● **Your goal**
Lines holding the string "access" in the listing below are to be copied.

● **Exercise data**
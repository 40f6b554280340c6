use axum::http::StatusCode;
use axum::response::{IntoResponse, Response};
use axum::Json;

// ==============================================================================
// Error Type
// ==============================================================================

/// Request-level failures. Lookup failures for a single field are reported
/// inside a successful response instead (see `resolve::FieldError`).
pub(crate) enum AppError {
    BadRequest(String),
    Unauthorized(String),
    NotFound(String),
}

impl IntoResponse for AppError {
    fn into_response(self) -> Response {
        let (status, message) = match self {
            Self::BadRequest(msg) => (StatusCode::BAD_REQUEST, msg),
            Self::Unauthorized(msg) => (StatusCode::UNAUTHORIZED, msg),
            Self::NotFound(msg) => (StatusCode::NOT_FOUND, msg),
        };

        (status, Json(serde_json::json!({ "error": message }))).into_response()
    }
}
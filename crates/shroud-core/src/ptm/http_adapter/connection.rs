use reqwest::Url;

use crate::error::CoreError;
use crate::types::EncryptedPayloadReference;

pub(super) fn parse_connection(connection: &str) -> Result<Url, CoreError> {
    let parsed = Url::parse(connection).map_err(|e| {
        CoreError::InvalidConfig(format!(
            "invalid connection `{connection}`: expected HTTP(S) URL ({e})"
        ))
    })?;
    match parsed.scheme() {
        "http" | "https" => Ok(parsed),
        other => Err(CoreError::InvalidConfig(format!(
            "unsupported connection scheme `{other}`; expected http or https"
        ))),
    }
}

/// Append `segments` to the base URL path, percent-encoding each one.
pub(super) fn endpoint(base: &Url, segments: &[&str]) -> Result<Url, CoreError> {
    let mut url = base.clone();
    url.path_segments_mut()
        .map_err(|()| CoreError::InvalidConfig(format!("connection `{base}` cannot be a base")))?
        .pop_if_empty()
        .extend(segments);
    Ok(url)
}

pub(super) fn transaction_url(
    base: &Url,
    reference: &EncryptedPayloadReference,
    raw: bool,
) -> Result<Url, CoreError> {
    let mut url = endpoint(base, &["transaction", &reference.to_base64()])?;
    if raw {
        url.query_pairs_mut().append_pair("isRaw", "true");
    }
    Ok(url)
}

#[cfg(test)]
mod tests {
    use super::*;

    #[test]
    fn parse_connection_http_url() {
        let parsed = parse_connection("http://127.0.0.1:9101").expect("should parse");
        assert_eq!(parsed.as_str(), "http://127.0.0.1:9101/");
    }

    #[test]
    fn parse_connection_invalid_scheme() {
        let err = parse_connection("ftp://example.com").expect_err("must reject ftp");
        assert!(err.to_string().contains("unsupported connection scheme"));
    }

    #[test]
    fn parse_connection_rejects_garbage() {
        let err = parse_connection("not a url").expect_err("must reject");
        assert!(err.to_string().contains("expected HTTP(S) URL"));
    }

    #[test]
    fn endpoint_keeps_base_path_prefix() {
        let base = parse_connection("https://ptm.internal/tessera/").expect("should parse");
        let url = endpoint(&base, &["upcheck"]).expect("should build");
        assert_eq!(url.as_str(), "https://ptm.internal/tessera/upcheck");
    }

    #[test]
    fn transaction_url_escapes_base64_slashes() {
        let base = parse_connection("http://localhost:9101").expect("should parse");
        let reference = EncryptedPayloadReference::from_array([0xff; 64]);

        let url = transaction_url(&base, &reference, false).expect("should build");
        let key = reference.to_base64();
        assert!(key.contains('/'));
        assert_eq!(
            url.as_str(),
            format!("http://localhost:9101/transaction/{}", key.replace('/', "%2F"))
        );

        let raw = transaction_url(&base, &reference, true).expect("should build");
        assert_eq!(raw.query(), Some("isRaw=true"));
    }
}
...
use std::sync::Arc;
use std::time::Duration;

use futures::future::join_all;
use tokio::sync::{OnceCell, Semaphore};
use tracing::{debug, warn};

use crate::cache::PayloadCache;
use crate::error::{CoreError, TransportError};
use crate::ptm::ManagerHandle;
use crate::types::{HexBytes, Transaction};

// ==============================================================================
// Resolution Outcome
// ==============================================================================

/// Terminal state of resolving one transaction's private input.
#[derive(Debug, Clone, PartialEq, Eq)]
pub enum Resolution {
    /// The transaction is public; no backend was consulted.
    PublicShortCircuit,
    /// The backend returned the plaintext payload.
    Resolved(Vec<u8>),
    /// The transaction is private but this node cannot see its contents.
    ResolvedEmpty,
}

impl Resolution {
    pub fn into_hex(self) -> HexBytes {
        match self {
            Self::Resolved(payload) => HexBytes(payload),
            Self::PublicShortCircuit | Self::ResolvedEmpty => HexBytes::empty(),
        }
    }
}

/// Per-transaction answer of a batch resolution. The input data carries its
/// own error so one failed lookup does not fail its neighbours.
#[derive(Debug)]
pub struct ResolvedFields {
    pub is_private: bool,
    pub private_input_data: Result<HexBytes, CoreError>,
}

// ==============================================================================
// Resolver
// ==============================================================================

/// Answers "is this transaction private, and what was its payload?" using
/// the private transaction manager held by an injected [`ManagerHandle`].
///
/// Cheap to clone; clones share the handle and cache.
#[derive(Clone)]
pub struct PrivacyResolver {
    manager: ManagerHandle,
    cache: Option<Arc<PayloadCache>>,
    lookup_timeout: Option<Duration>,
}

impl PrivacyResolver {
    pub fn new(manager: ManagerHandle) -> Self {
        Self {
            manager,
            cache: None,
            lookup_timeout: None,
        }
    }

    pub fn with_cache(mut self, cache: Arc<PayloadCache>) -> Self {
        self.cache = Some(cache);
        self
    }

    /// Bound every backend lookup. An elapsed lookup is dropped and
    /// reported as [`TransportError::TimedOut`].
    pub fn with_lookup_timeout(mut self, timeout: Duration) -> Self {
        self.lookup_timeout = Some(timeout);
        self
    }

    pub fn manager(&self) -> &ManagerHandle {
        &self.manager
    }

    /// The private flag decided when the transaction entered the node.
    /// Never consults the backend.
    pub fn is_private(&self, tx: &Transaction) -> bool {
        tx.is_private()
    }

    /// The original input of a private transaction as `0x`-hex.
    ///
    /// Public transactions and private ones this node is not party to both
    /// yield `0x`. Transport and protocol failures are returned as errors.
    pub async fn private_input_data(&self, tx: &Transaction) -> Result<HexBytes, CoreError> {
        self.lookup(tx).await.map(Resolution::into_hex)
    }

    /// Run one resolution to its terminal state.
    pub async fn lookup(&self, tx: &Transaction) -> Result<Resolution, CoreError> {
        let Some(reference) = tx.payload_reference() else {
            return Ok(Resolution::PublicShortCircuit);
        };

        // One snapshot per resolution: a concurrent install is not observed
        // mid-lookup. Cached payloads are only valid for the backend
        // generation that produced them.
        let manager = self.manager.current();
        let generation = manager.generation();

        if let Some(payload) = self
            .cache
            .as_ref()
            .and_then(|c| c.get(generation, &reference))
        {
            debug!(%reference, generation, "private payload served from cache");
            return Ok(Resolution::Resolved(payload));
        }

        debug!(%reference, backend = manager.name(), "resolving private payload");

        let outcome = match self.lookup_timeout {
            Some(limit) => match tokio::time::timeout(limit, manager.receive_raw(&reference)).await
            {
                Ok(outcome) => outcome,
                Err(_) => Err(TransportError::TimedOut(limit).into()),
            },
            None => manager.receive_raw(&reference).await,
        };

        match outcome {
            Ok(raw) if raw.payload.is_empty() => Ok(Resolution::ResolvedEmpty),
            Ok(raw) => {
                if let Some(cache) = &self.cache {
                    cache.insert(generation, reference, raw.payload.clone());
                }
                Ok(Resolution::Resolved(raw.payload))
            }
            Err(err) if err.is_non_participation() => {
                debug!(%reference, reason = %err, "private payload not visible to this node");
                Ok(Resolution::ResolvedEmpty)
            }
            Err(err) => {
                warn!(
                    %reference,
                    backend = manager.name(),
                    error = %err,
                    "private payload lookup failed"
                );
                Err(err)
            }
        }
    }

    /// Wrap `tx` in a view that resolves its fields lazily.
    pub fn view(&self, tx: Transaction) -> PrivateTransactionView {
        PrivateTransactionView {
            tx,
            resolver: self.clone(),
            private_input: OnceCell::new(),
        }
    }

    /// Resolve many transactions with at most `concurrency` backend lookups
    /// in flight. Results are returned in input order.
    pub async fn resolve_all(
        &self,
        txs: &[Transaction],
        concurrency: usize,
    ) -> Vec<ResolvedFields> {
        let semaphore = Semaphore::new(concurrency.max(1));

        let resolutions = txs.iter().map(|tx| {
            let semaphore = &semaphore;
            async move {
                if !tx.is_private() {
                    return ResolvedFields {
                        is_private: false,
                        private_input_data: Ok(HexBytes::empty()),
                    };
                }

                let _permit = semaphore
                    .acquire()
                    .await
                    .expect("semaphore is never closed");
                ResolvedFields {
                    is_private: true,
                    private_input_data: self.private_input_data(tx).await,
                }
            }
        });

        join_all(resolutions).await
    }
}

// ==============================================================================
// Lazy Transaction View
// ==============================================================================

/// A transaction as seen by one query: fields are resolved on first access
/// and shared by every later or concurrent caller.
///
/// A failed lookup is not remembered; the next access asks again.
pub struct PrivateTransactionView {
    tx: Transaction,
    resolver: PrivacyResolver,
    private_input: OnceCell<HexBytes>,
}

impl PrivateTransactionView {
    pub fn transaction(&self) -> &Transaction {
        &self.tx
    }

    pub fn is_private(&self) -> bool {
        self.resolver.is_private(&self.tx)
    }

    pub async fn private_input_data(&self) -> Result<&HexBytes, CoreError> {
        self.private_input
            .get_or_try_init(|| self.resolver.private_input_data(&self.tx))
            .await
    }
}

● **Task result**
/// A transaction as seen by one query: fields are resolved on first access
/// A failed lookup is not remembered; the next access asks again.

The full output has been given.